Print nothing but the lines below starting at the line that holds "Register a mount" and ending at the line that holds "registered mount points.", including both, each exactly as written.

__Input records__

-*-

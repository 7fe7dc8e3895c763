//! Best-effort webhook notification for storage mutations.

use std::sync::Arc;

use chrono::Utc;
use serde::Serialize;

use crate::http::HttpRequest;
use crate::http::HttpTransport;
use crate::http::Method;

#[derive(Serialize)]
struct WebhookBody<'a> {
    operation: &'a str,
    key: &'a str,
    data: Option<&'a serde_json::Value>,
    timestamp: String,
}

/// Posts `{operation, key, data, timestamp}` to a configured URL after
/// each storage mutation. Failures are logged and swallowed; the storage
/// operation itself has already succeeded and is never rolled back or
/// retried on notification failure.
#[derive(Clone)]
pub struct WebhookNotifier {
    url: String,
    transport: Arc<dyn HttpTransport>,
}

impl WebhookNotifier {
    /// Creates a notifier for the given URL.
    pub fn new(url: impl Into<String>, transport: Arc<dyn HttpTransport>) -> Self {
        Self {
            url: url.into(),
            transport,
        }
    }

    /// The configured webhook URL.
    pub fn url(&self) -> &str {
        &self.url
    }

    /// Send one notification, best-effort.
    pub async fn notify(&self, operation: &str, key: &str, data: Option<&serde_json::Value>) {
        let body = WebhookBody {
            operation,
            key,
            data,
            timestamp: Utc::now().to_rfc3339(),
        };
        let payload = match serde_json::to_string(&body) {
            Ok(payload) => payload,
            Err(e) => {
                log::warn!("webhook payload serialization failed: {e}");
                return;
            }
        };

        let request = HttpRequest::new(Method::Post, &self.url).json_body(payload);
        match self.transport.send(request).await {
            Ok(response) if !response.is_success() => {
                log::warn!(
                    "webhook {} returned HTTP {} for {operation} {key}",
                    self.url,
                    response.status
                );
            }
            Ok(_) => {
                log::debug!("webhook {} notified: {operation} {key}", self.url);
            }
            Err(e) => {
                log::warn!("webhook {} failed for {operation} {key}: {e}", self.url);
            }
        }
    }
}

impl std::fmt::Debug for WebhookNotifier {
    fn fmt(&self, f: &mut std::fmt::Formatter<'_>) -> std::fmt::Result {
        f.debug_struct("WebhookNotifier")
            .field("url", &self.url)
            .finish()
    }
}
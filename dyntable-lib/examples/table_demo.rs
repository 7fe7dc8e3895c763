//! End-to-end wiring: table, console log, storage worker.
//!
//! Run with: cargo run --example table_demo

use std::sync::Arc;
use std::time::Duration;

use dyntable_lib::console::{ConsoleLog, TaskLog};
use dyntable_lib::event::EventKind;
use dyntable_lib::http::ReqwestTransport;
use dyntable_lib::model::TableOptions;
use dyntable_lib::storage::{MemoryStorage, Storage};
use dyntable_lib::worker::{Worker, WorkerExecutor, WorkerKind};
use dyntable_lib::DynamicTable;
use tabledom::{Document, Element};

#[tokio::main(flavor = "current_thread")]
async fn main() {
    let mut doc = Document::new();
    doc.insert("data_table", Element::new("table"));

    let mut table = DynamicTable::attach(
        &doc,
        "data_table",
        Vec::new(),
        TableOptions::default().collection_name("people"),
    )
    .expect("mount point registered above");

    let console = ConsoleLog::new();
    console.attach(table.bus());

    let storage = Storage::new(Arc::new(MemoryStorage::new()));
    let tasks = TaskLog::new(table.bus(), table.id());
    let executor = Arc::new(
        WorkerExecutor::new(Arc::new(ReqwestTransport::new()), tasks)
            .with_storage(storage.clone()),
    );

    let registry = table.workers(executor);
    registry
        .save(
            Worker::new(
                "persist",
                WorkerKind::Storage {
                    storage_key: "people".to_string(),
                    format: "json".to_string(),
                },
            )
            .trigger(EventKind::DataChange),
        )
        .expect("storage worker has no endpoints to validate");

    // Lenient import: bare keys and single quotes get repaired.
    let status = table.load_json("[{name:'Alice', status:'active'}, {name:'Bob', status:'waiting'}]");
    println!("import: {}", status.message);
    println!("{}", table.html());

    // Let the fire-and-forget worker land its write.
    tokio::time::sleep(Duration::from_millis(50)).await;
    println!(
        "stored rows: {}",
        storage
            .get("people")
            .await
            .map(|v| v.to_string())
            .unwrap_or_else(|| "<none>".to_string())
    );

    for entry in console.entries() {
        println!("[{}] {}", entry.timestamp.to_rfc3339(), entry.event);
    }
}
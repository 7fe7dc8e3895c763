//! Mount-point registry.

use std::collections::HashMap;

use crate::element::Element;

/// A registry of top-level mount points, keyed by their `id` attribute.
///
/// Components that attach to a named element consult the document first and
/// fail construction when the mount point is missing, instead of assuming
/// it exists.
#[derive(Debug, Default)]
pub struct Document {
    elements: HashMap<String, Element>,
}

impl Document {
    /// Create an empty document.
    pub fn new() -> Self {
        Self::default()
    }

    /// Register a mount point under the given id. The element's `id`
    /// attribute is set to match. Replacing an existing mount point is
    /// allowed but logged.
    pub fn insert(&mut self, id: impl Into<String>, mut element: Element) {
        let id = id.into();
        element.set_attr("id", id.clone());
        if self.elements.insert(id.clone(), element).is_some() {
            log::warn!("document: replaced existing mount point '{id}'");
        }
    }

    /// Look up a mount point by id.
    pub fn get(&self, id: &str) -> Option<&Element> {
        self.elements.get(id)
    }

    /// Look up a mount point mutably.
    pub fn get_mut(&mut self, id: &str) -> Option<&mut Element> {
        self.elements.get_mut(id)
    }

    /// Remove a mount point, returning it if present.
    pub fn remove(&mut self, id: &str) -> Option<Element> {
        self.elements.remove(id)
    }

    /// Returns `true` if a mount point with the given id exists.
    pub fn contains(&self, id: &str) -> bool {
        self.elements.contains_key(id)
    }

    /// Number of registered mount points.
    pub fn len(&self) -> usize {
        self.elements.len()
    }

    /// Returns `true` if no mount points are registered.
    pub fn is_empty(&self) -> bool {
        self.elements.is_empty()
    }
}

-*-

__Reply to the exercise__
    /// Register a mount point under the given id. The element's `id`
    /// attribute is set to match. Replacing an existing mount point is
    /// allowed but logged.
    pub fn insert(&mut self, id: impl Into<String>, mut element: Element) {
        let id = id.into();
        element.set_attr("id", id.clone());
        if self.elements.insert(id.clone(), element).is_some() {
            log::warn!("document: replaced existing mount point '{id}'");
        }
    }

    /// Look up a mount point by id.
    pub fn get(&self, id: &str) -> Option<&Element> {
        self.elements.get(id)
    }

    /// Look up a mount point mutably.
    pub fn get_mut(&mut self, id: &str) -> Option<&mut Element> {
        self.elements.get_mut(id)
    }

    /// Remove a mount point, returning it if present.
    pub fn remove(&mut self, id: &str) -> Option<Element> {
        self.elements.remove(id)
    }

    /// Returns `true` if a mount point with the given id exists.
    pub fn contains(&self, id: &str) -> bool {
        self.elements.contains_key(id)
    }

    /// Number of registered mount points.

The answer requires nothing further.